//! # Container Scenario Tests
//!
//! End-to-end behavior of the four pooled containers through the public API,
//! including buffer traffic against a private pool.
//!
//! Run with: cargo test --test container_scenarios -- --nocapture

use oroboros_collections::{
    ArenaConfig, AsciiCaseInsensitiveComparer, CollectionError, DefaultComparer, FieldMapped,
    InsertionBehavior, PooledList, PooledMap, PooledQueue, PooledStack, SharedArena,
    UnpooledArena,
};

fn private_arena() -> SharedArena {
    SharedArena::with_config(ArenaConfig::default()).unwrap()
}

// ============================================================================
// HASH MAP
// ============================================================================

#[test]
fn map_basic_lookup() {
    let mut map: PooledMap<String, i32> = PooledMap::with_capacity(0);
    map.add("a".to_string(), 1).unwrap();
    map.add("b".to_string(), 2).unwrap();
    map.add("c".to_string(), 3).unwrap();

    assert_eq!(map.len(), 3);
    assert_eq!(map["b"], 2);
    assert!(!map.contains_key("z").unwrap());
}

#[test]
fn map_resize_keeps_every_value() {
    let mut map = PooledMap::with_capacity_in(4, DefaultComparer::default(), private_arena());
    for key in 0..100u64 {
        map.add(key, key * key).unwrap();
    }
    assert!(map.table_size() >= 100);
    for key in 0..100u64 {
        assert_eq!(map.value(&key).unwrap(), &(key * key));
    }
}

#[test]
fn map_duplicate_strict_insert() {
    let mut map: PooledMap<String, i32> = PooledMap::new();
    map.add("k".to_string(), 1).unwrap();
    let result = map.try_insert("k".to_string(), 2, InsertionBehavior::ThrowOnExisting);
    assert_eq!(result, Err(CollectionError::DuplicateKey));
    assert_eq!(map["k"], 1);
}

#[test]
fn map_case_insensitive_keys() {
    let mut map = PooledMap::with_comparer(AsciiCaseInsensitiveComparer::default());
    map.add("Veridia".to_string(), 1).unwrap();
    assert_eq!(map.get("VERIDIA").unwrap(), Some(&1));
    assert_eq!(
        map.add("veridia".to_string(), 2),
        Err(CollectionError::DuplicateKey)
    );

    let bytes = map.to_field_bytes();
    let loaded = PooledMap::<String, i32, AsciiCaseInsensitiveComparer>::from_field_bytes(
        &bytes,
        SharedArena::global(),
    )
    .unwrap();
    assert_eq!(loaded["veridia"], 1);
}

#[test]
fn map_returns_buffers_on_drop() {
    let arena = private_arena();
    {
        let mut map = PooledMap::with_capacity_in(20, DefaultComparer::default(), arena.clone());
        map.add(1u32, 1u32).unwrap();
    }
    // bucket array and slot array
    assert_eq!(arena.stats().returned, 2);
    assert_eq!(arena.retained(), 2);
}

// ============================================================================
// LIST
// ============================================================================

#[test]
fn list_remove_all_even() {
    let mut list: PooledList<i32> = PooledList::new();
    list.add_range([1, 2, 3, 4, 5, 6]);
    assert_eq!(list.remove_all(|x| x % 2 == 0), 3);
    assert_eq!(list.as_slice(), &[1, 3, 5]);
}

#[test]
fn list_for_each_with_detects_mutation() {
    let mut list = PooledList::new_in(UnpooledArena);
    list.add_range([1, 2, 3]);
    let result = list.for_each_with(|list, _| list.add(0));
    assert_eq!(result, Err(CollectionError::ConcurrentModification));
}

#[test]
fn list_buffers_are_reused_between_lists() {
    let arena = private_arena();
    let mut first = PooledList::with_capacity_in(100, arena.clone());
    first.add_range(0..100u32);
    drop(first);

    let second: PooledList<u32, _> = PooledList::with_capacity_in(100, arena.clone());
    assert!(second.is_empty());
    assert_eq!(arena.stats().reused, 1);
}

// ============================================================================
// QUEUE
// ============================================================================

#[test]
fn queue_wraps_then_grows() {
    let mut queue = PooledQueue::with_capacity_in(4, UnpooledArena);
    for item in [1, 2, 3, 4] {
        queue.enqueue(item);
    }
    assert_eq!(queue.dequeue().unwrap(), 1);
    assert_eq!(queue.dequeue().unwrap(), 2);
    for item in [5, 6, 7] {
        queue.enqueue(item);
    }
    assert_eq!(queue.to_vec(), vec![3, 4, 5, 6, 7]);
}

#[test]
fn queue_empty_variants() {
    let mut queue: PooledQueue<u8> = PooledQueue::new();
    assert_eq!(queue.try_dequeue(), None);
    assert_eq!(queue.dequeue(), Err(CollectionError::Empty));
    assert_eq!(queue.peek(), Err(CollectionError::Empty));
}

// ============================================================================
// STACK
// ============================================================================

#[test]
fn stack_pops_in_reverse() {
    let mut stack: PooledStack<i32> = PooledStack::new();
    stack.push(1);
    stack.push(2);
    stack.push(3);
    assert_eq!(stack.pop().unwrap(), 3);
    assert_eq!(stack.pop().unwrap(), 2);
    assert_eq!(stack.pop().unwrap(), 1);
    assert_eq!(stack.try_pop(), None);
    assert_eq!(stack.pop(), Err(CollectionError::Empty));
}

#[test]
fn stack_from_queue_contents() {
    let queue: PooledQueue<i32> = (1..=4).collect();
    let stack = PooledStack::from_iter_in(queue.iter().copied(), UnpooledArena);
    assert_eq!(stack.to_vec(), vec![4, 3, 2, 1]);
}

// ============================================================================
// CURSORS
// ============================================================================

#[test]
fn cursors_fail_fast_on_every_container() {
    let mut map = PooledMap::new_in(DefaultComparer::default(), UnpooledArena);
    map.add(1, 1).unwrap();
    let mut cursor = map.cursor();
    map.remove(&1).unwrap();
    assert_eq!(cursor.next(&map), Err(CollectionError::ConcurrentModification));

    let mut list = PooledList::new_in(UnpooledArena);
    list.add(1);
    let mut cursor = list.cursor();
    list.clear();
    assert_eq!(cursor.next(&list), Err(CollectionError::ConcurrentModification));

    let mut queue = PooledQueue::new_in(UnpooledArena);
    queue.enqueue(1);
    let mut cursor = queue.cursor();
    queue.try_dequeue();
    assert_eq!(cursor.next(&queue), Err(CollectionError::ConcurrentModification));

    let mut stack = PooledStack::new_in(UnpooledArena);
    stack.push(1);
    let mut cursor = stack.cursor();
    stack.try_pop();
    assert_eq!(cursor.next(&stack), Err(CollectionError::ConcurrentModification));
}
━━━━
__About this task__. Give the total number of lines in the entries that contain the word "item", with no other words.

__Your response__. 4